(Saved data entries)

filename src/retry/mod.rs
//! Bounded exponential-backoff retry for transiently failing operations.
//!
//! Retry is applied explicitly at call sites by wrapping an operation in
//! [`with_retry`]. It is meant for failures that resolve themselves after a
//! short wait (DNS propagation, `sshd` still booting, provider rate limits),
//! never for validation errors.

use std::fmt::Display;
use std::future::Future;
use std::time::Duration;

use thiserror::Error;
use tokio::time::{sleep, timeout};
use tracing::warn;

/// Default number of attempts, including the first one.
pub const DEFAULT_MAX_ATTEMPTS: u32 = 3;
/// Default delay before the second attempt.
pub const DEFAULT_INITIAL_DELAY: Duration = Duration::from_secs(1);
/// Default upper bound on a single backoff delay.
pub const DEFAULT_MAX_DELAY: Duration = Duration::from_secs(10);

/// Attempt bound and backoff schedule.
#[derive(Clone, Copy, Debug, Eq, PartialEq)]
pub struct RetryPolicy {
    /// Total attempts, including the first; zero is treated as one.
    pub max_attempts: u32,
    /// Delay after the first failure; doubled after each further failure.
    pub initial_delay: Duration,
    /// Cap applied to every delay.
    pub max_delay: Duration,
}

impl RetryPolicy {
    /// Creates a policy.
    #[must_use]
    pub const fn new(max_attempts: u32, initial_delay: Duration, max_delay: Duration) -> Self {
        Self {
            max_attempts,
            initial_delay,
            max_delay,
        }
    }

    /// Returns the delay to wait after the given failed attempt (1-based).
    #[must_use]
    pub fn delay_after(&self, attempt: u32) -> Duration {
        let exponent = attempt.saturating_sub(1);
        let factor = 2_u32.checked_pow(exponent).unwrap_or(u32::MAX);
        self.initial_delay.saturating_mul(factor).min(self.max_delay)
    }

    const fn attempts(&self) -> u32 {
        if self.max_attempts == 0 {
            1
        } else {
            self.max_attempts
        }
    }
}

impl Default for RetryPolicy {
    fn default() -> Self {
        Self::new(DEFAULT_MAX_ATTEMPTS, DEFAULT_INITIAL_DELAY, DEFAULT_MAX_DELAY)
    }
}

/// Errors returned by [`with_retry_within`].
#[derive(Clone, Debug, Error, Eq, PartialEq)]
pub enum RetryError<E> {
    /// The operation failed on its final attempt; carries that failure.
    #[error("{0}")]
    Operation(E),
    /// The outer time budget expired before the operation succeeded.
    #[error("{operation} did not succeed within {} seconds", budget.as_secs())]
    DeadlineExceeded {
        /// Name of the retried operation.
        operation: String,
        /// Budget supplied by the caller.
        budget: Duration,
    },
}

/// Runs `operation` until it succeeds or the policy's attempts run out.
///
/// The error from the final attempt is returned unchanged so callers see the
/// real failure rather than a generic "retries exhausted" error.
///
/// # Errors
///
/// Returns the operation's own error when every attempt fails.
pub async fn with_retry<T, E, F, Fut>(
    policy: &RetryPolicy,
    name: &str,
    mut operation: F,
) -> Result<T, E>
where
    F: FnMut() -> Fut,
    Fut: Future<Output = Result<T, E>>,
    E: Display,
{
    let attempts = policy.attempts();
    let mut attempt = 1;
    loop {
        match operation().await {
            Ok(value) => return Ok(value),
            Err(err) if attempt >= attempts => return Err(err),
            Err(err) => {
                let delay = policy.delay_after(attempt);
                warn!(
                    operation = name,
                    attempt,
                    max_attempts = attempts,
                    ?delay,
                    error = %err,
                    "transient failure; retrying"
                );
                sleep(delay).await;
                attempt += 1;
            }
        }
    }
}

/// Like [`with_retry`], but abandons the attempt loop (including any backoff
/// sleep in progress) once `budget` has elapsed.
///
/// # Errors
///
/// Returns [`RetryError::Operation`] with the final failure, or
/// [`RetryError::DeadlineExceeded`] when the budget expires first.
pub async fn with_retry_within<T, E, F, Fut>(
    policy: &RetryPolicy,
    name: &str,
    budget: Duration,
    operation: F,
) -> Result<T, RetryError<E>>
where
    F: FnMut() -> Fut,
    Fut: Future<Output = Result<T, E>>,
    E: Display,
{
    timeout(budget, with_retry(policy, name, operation))
        .await
        .map_err(|_| RetryError::DeadlineExceeded {
            operation: name.to_owned(),
            budget,
        })?
        .map_err(RetryError::Operation)
}

#[cfg(test)]
mod tests;
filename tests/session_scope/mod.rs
mod bdd_steps;
mod scenarios;
mod test_helpers;
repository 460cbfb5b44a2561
use super::test_helpers::{ScopeContext, scope_context};
use rstest_bdd_macros::scenario;

#[scenario(
    path = "tests/features/session_scope.feature",
    name = "Empty cache provisions a node and stores its handle"
)]
fn scenario_empty_cache_provisions(scope_context: ScopeContext) {
    let _ = scope_context;
}

#[scenario(
    path = "tests/features/session_scope.feature",
    name = "Cached handle is reused without provisioning"
)]
fn scenario_cached_handle_reused(scope_context: ScopeContext) {
    let _ = scope_context;
}

#[scenario(
    path = "tests/features/session_scope.feature",
    name = "Retained resources survive the end of the session"
)]
fn scenario_retained_resources(scope_context: ScopeContext) {
    let _ = scope_context;
}

#[scenario(
    path = "tests/features/session_scope.feature",
    name = "Timed-out command leaves the session usable"
)]
fn scenario_timeout_keeps_session(scope_context: ScopeContext) {
    let _ = scope_context;
}

#[scenario(
    path = "tests/features/session_scope.feature",
    name = "Provisioning failure is reported and nothing is cached"
)]
fn scenario_provisioning_failure(scope_context: ScopeContext) {
    let _ = scope_context;
}
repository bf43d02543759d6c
//! Reaction-triggered digests.
//!
//! Locating → Processing → Done, or Locating → Failed. The processing
//! indicator only exists during Processing and is always released before
//! the run leaves that state.

use tracing::{debug, info};

use super::indicator::with_processing_indicator;
use super::{NO_URL_EPHEMERAL, Workflow};
use crate::core::models::{ChatMessage, MessageRef, Outcome, ReactionEvent};
use crate::core::ports::PostMessage;
use crate::errors::AppError;
use crate::utils::links::{first_url, message_link_text};

impl Workflow {
    pub(super) async fn on_reaction(&self, event: &ReactionEvent) -> Result<Outcome, AppError> {
        if event.reaction != self.settings.trigger_reaction {
            return Ok(Outcome::Ignored);
        }
        let Some(target) = event.target() else {
            debug!(kind = %event.item.kind, "Reaction is not on a message");
            return Ok(Outcome::Ignored);
        };

        let message = self.locate_message(&target).await?;
        let text = message_link_text(&message);
        debug!(text = %text, "Resolved reacted message text");

        let Some(url) = first_url(&text) else {
            info!(channel = %target.channel, ts = %target.ts, "No URL in reacted message");
            self.chat
                .post_ephemeral(&target.channel, &event.user, NO_URL_EPHEMERAL)
                .await?;
            return Ok(Outcome::NoUrl);
        };

        info!(url = %url, channel = %target.channel, ts = %target.ts, "Summarizing reacted link");
        let digest = with_processing_indicator(
            self.chat.as_ref(),
            &target,
            &self.settings.processing_reaction,
            self.build_digest(&url),
        )
        .await?;

        self.chat
            .post_message(
                &PostMessage::text(&target.channel, &digest.text)
                    .with_blocks(digest.blocks)
                    .in_thread(&target.ts),
            )
            .await?;
        Ok(Outcome::Replied)
    }

    /// The message at exactly `target.ts`, or, when it lives inside a thread,
    /// the first message of that thread.
    async fn locate_message(&self, target: &MessageRef) -> Result<ChatMessage, AppError> {
        let mut messages = self.chat.history_at(target).await?;
        if messages.is_empty() {
            debug!(ts = %target.ts, "Not in channel history, looking in thread");
            messages = self.chat.thread_replies(target).await?;
        }

        messages.into_iter().next().ok_or_else(|| {
            AppError::ApiError(format!(
                "no message found at {} in channel {}",
                target.ts, target.channel
            ))
        })
    }
}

## Your objective
Return every line from the entries that holds the string "async".

## Result for this task
pub async fn with_retry<T, E, F, Fut>(
pub async fn with_retry_within<T, E, F, Fut>(
    pub(super) async fn on_reaction(&self, event: &ReactionEvent) -> Result<Outcome, AppError> {
    async fn locate_message(&self, target: &MessageRef) -> Result<ChatMessage, AppError> {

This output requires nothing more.